Once you have read the data below, write it all out exactly.

[Dataset entries]
══════════════════════════════
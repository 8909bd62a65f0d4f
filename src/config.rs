// ⚙️ Configuration - JSON file + environment overrides
//
// Lookup order: $PARKINUP_CONFIG, then ./parkinup.json, then built-in
// defaults. PARKINUP_DB / PARKINUP_RATE_PER_HOUR / PARKINUP_LOG override
// whatever the file said.

use crate::fee::Rate;
use anyhow::{anyhow, Context as AnyhowContext, Result};
use rust_decimal::prelude::FromPrimitive;
use rust_decimal::Decimal;
use serde::{Deserialize, Serialize};
use std::fs;
use std::path::{Path, PathBuf};
use std::time::Duration;

pub const CONFIG_ENV: &str = "PARKINUP_CONFIG";
pub const DEFAULT_CONFIG_FILE: &str = "parkinup.json";

#[derive(Debug, Clone, PartialEq, Serialize, Deserialize)]
#[serde(default)]
pub struct Config {
    /// SQLite file holding slots, vehicles and payments
    pub database_path: PathBuf,

    /// Currency units charged per hour (billed per minute)
    pub rate_per_hour: f64,

    pub currency_symbol: String,

    /// Slots seeded on first run when the lot is empty
    pub default_slots: u32,

    /// How often the UI recomputes parked durations
    pub refresh_interval_secs: u64,

    pub ocr_timeout_ms: u64,

    /// tracing filter used when RUST_LOG is unset
    pub log_level: String,
}

impl Default for Config {
    fn default() -> Self {
        Self {
            database_path: PathBuf::from("parking.db"),
            rate_per_hour: 10.0,
            currency_symbol: "P".to_string(),
            default_slots: 20,
            refresh_interval_secs: 30,
            ocr_timeout_ms: 2000,
            log_level: "info".to_string(),
        }
    }
}

impl Config {
    pub fn from_file<P: AsRef<Path>>(path: P) -> Result<Self> {
        let content = fs::read_to_string(path.as_ref())
            .with_context(|| format!("Failed to read config file: {:?}", path.as_ref()))?;

        let config: Config = serde_json::from_str(&content)
            .with_context(|| format!("Failed to parse config JSON: {:?}", path.as_ref()))?;

        Ok(config)
    }

    /// Resolve the config file and apply environment overrides
    pub fn load() -> Result<Self> {
        let mut config = match std::env::var_os(CONFIG_ENV) {
            Some(path) => Self::from_file(PathBuf::from(path))?,
            None if Path::new(DEFAULT_CONFIG_FILE).exists() => Self::from_file(DEFAULT_CONFIG_FILE)?,
            None => Self::default(),
        };

        config.apply_overrides(|key| std::env::var(key).ok())?;
        config.validate()?;
        Ok(config)
    }

    pub fn apply_overrides<F>(&mut self, lookup: F) -> Result<()>
    where
        F: Fn(&str) -> Option<String>,
    {
        if let Some(db) = lookup("PARKINUP_DB") {
            self.database_path = PathBuf::from(db);
        }

        if let Some(rate) = lookup("PARKINUP_RATE_PER_HOUR") {
            self.rate_per_hour = rate
                .trim()
                .parse()
                .with_context(|| format!("PARKINUP_RATE_PER_HOUR is not a number: {:?}", rate))?;
        }

        if let Some(level) = lookup("PARKINUP_LOG") {
            self.log_level = level;
        }

        Ok(())
    }

    pub fn validate(&self) -> Result<()> {
        self.rate()?;
        if self.refresh_interval_secs == 0 {
            return Err(anyhow!("refresh_interval_secs must be at least 1"));
        }
        Ok(())
    }

    pub fn rate(&self) -> Result<Rate> {
        let per_hour = Decimal::from_f64(self.rate_per_hour)
            .ok_or_else(|| anyhow!("rate_per_hour {} is not a finite number", self.rate_per_hour))?;
        Ok(Rate::per_hour(per_hour)?)
    }

    pub fn refresh_interval(&self) -> Duration {
        Duration::from_secs(self.refresh_interval_secs)
    }

    pub fn ocr_timeout(&self) -> Duration {
        Duration::from_millis(self.ocr_timeout_ms)
    }
}

#[cfg(test)]
mod tests {
    use super::*;
    use std::collections::HashMap;
    use std::io::Write;

    #[test]
    fn test_defaults() {
        let config = Config::default();
        assert_eq!(config.rate().unwrap(), Rate::default());
        assert_eq!(config.default_slots, 20);
        assert_eq!(config.refresh_interval(), Duration::from_secs(30));
        config.validate().unwrap();
    }

    #[test]
    fn test_partial_file_keeps_defaults() {
        let mut file = tempfile::NamedTempFile::new().unwrap();
        write!(file, r#"{{"rate_per_hour": 25.5, "currency_symbol": "$"}}"#).unwrap();

        let config = Config::from_file(file.path()).unwrap();
        assert_eq!(config.rate().unwrap().hourly(), Decimal::new(255, 1));
        assert_eq!(config.currency_symbol, "$");
        assert_eq!(config.database_path, PathBuf::from("parking.db"));
    }

    #[test]
    fn test_bad_file_has_context() {
        let mut file = tempfile::NamedTempFile::new().unwrap();
        write!(file, "not json").unwrap();

        let err = Config::from_file(file.path()).unwrap_err();
        assert!(err.to_string().contains("Failed to parse config JSON"));
    }

    #[test]
    fn test_env_overrides() {
        let env: HashMap<&str, &str> = [
            ("PARKINUP_DB", "/var/lib/parkinup/lot.db"),
            ("PARKINUP_RATE_PER_HOUR", " 12 "),
            ("PARKINUP_LOG", "debug"),
        ]
        .into_iter()
        .collect();

        let mut config = Config::default();
        config
            .apply_overrides(|key| env.get(key).map(|v| v.to_string()))
            .unwrap();

        assert_eq!(config.database_path, PathBuf::from("/var/lib/parkinup/lot.db"));
        assert_eq!(config.rate_per_hour, 12.0);
        assert_eq!(config.log_level, "debug");
    }

    #[test]
    fn test_invalid_rate_rejected() {
        let mut config = Config::default();
        assert!(config
            .apply_overrides(|key| (key == "PARKINUP_RATE_PER_HOUR").then(|| "ten".to_string()))
            .is_err());

        config.rate_per_hour = -5.0;
        assert!(config.validate().is_err());
    }
}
══════════════════════════════
Solution below:
repository 8909bd62a65f0d4f
filename src/config.rs
// ⚙️ Configuration - JSON file + environment overrides
//
// Lookup order: $PARKINUP_CONFIG, then ./parkinup.json, then built-in
// defaults. PARKINUP_DB / PARKINUP_RATE_PER_HOUR / PARKINUP_LOG override
// whatever the file said.

use crate::fee::Rate;
use anyhow::{anyhow, Context as AnyhowContext, Result};
use rust_decimal::prelude::FromPrimitive;
use rust_decimal::Decimal;
use serde::{Deserialize, Serialize};
use std::fs;
use std::path::{Path, PathBuf};
use std::time::Duration;

pub const CONFIG_ENV: &str = "PARKINUP_CONFIG";
pub const DEFAULT_CONFIG_FILE: &str = "parkinup.json";

#[derive(Debug, Clone, PartialEq, Serialize, Deserialize)]
#[serde(default)]
pub struct Config {
    /// SQLite file holding slots, vehicles and payments
    pub database_path: PathBuf,

    /// Currency units charged per hour (billed per minute)
    pub rate_per_hour: f64,

    pub currency_symbol: String,

    /// Slots seeded on first run when the lot is empty
    pub default_slots: u32,

    /// How often the UI recomputes parked durations
    pub refresh_interval_secs: u64,

    pub ocr_timeout_ms: u64,

    /// tracing filter used when RUST_LOG is unset
    pub log_level: String,
}

impl Default for Config {
    fn default() -> Self {
        Self {
            database_path: PathBuf::from("parking.db"),
            rate_per_hour: 10.0,
            currency_symbol: "P".to_string(),
            default_slots: 20,
            refresh_interval_secs: 30,
            ocr_timeout_ms: 2000,
            log_level: "info".to_string(),
        }
    }
}

impl Config {
    pub fn from_file<P: AsRef<Path>>(path: P) -> Result<Self> {
        let content = fs::read_to_string(path.as_ref())
            .with_context(|| format!("Failed to read config file: {:?}", path.as_ref()))?;

        let config: Config = serde_json::from_str(&content)
            .with_context(|| format!("Failed to parse config JSON: {:?}", path.as_ref()))?;

        Ok(config)
    }

    /// Resolve the config file and apply environment overrides
    pub fn load() -> Result<Self> {
        let mut config = match std::env::var_os(CONFIG_ENV) {
            Some(path) => Self::from_file(PathBuf::from(path))?,
            None if Path::new(DEFAULT_CONFIG_FILE).exists() => Self::from_file(DEFAULT_CONFIG_FILE)?,
            None => Self::default(),
        };

        config.apply_overrides(|key| std::env::var(key).ok())?;
        config.validate()?;
        Ok(config)
    }

    pub fn apply_overrides<F>(&mut self, lookup: F) -> Result<()>
    where
        F: Fn(&str) -> Option<String>,
    {
        if let Some(db) = lookup("PARKINUP_DB") {
            self.database_path = PathBuf::from(db);
        }

        if let Some(rate) = lookup("PARKINUP_RATE_PER_HOUR") {
            self.rate_per_hour = rate
                .trim()
                .parse()
                .with_context(|| format!("PARKINUP_RATE_PER_HOUR is not a number: {:?}", rate))?;
        }

        if let Some(level) = lookup("PARKINUP_LOG") {
            self.log_level = level;
        }

        Ok(())
    }

    pub fn validate(&self) -> Result<()> {
        self.rate()?;
        if self.refresh_interval_secs == 0 {
            return Err(anyhow!("refresh_interval_secs must be at least 1"));
        }
        Ok(())
    }

    pub fn rate(&self) -> Result<Rate> {
        let per_hour = Decimal::from_f64(self.rate_per_hour)
            .ok_or_else(|| anyhow!("rate_per_hour {} is not a finite number", self.rate_per_hour))?;
        Ok(Rate::per_hour(per_hour)?)
    }

    pub fn refresh_interval(&self) -> Duration {
        Duration::from_secs(self.refresh_interval_secs)
    }

    pub fn ocr_timeout(&self) -> Duration {
        Duration::from_millis(self.ocr_timeout_ms)
    }
}

#[cfg(test)]
mod tests {
    use super::*;
    use std::collections::HashMap;
    use std::io::Write;

    #[test]
    fn test_defaults() {
        let config = Config::default();
        assert_eq!(config.rate().unwrap(), Rate::default());
        assert_eq!(config.default_slots, 20);
        assert_eq!(config.refresh_interval(), Duration::from_secs(30));
        config.validate().unwrap();
    }

    #[test]
    fn test_partial_file_keeps_defaults() {
        let mut file = tempfile::NamedTempFile::new().unwrap();
        write!(file, r#"{{"rate_per_hour": 25.5, "currency_symbol": "$"}}"#).unwrap();

        let config = Config::from_file(file.path()).unwrap();
        assert_eq!(config.rate().unwrap().hourly(), Decimal::new(255, 1));
        assert_eq!(config.currency_symbol, "$");
        assert_eq!(config.database_path, PathBuf::from("parking.db"));
    }

    #[test]
    fn test_bad_file_has_context() {
        let mut file = tempfile::NamedTempFile::new().unwrap();
        write!(file, "not json").unwrap();

        let err = Config::from_file(file.path()).unwrap_err();
        assert!(err.to_string().contains("Failed to parse config JSON"));
    }

    #[test]
    fn test_env_overrides() {
        let env: HashMap<&str, &str> = [
            ("PARKINUP_DB", "/var/lib/parkinup/lot.db"),
            ("PARKINUP_RATE_PER_HOUR", " 12 "),
            ("PARKINUP_LOG", "debug"),
        ]
        .into_iter()
        .collect();

        let mut config = Config::default();
        config
            .apply_overrides(|key| env.get(key).map(|v| v.to_string()))
            .unwrap();

        assert_eq!(config.database_path, PathBuf::from("/var/lib/parkinup/lot.db"));
        assert_eq!(config.rate_per_hour, 12.0);
        assert_eq!(config.log_level, "debug");
    }

    #[test]
    fn test_invalid_rate_rejected() {
        let mut config = Config::default();
        assert!(config
            .apply_overrides(|key| (key == "PARKINUP_RATE_PER_HOUR").then(|| "ten".to_string()))
            .is_err());

        config.rate_per_hour = -5.0;
        assert!(config.validate().is_err());
    }
}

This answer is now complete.